According to a survey of the adult population, Korea showed improvement in 16 of 17 indicators compared to the previous year. A survey on experts showed improvements in 6 of 12 indicators, while the other six remained the same. The government found it regrettable that the fear of failure was 32.9 percent, 0.6-percent higher than the previous year and down seven places.

I checked the report on the GEM website the next day and only saw a very small improvement. While the index for government policy went up from 5.76 to 6.14, the ranking actually went down from fourth to fifth. The indicator for regulations improved from 4.48 to 4.45, one rank higher than a year earlier.
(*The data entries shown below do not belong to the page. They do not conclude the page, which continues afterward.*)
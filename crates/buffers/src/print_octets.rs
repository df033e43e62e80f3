//! Hex rendering of byte slices for diagnostics and log output.

/// Renders up to `max` bytes as space-separated lowercase hex pairs.
///
/// When `octets` is longer than `max`, the rendering ends with a
/// `"... (N more)"` suffix.
///
/// # Example
///
/// ```
/// use cbor_tagmap_buffers::print_octets;
///
/// assert_eq!(print_octets(&[0xd9, 0x01, 0x17], 16), "d9 01 17");
/// assert_eq!(print_octets(&[0xd9, 0x01, 0x17], 2), "d9 01... (1 more)");
/// assert_eq!(print_octets(&[], 16), "");
/// ```
pub fn print_octets(octets: &[u8], max: usize) -> String {
    let mut out = String::with_capacity(octets.len().min(max) * 3);
    for (i, byte) in octets.iter().take(max).enumerate() {
        if i > 0 {
            out.push(' ');
        }
        out.push_str(&format!("{byte:02x}"));
    }
    if octets.len() > max {
        out.push_str(&format!("... ({} more)", octets.len() - max));
    }
    out
}

/// [`print_octets`] capped at 16 bytes.
pub fn print_octets_default(octets: &[u8]) -> String {
    print_octets(octets, 16)
}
Should we be satisfied with this small accomplishment? The JoongAng Ilbo’s “Regulation Out” investigative team met various innovative companies in China and Southeast Asia last year. Vietnam has no government regulations, while in Singapore companies that have been chosen for assistance are supported. In Malaysia, the government resolves the software workforce’s shortage with working visas and in China, where there are no regulations preventing 24-hour telemedicine services from being created, 2.1 million out of 2.3 million Chinese doctors participate. It is defeatist to say whatever foreign governments are doing is great and what the Korean government is doing is not as great. Yet the Korean economic environment is too bleak to praise.

There is an indicator in which Korea topped the ranking that was not in the press release. Korea has the highest rate of adults involved in gig economy activities and the sharing economy, at 21. 5 percent, far higher than 10.8 percent in the United States and 12.3 percent in Israel. However, regulations for lodging- and car-sharing are to be partially removed this year, and there is no sign of allowing carpooling. Should we still boast of an improving environment for start-ups?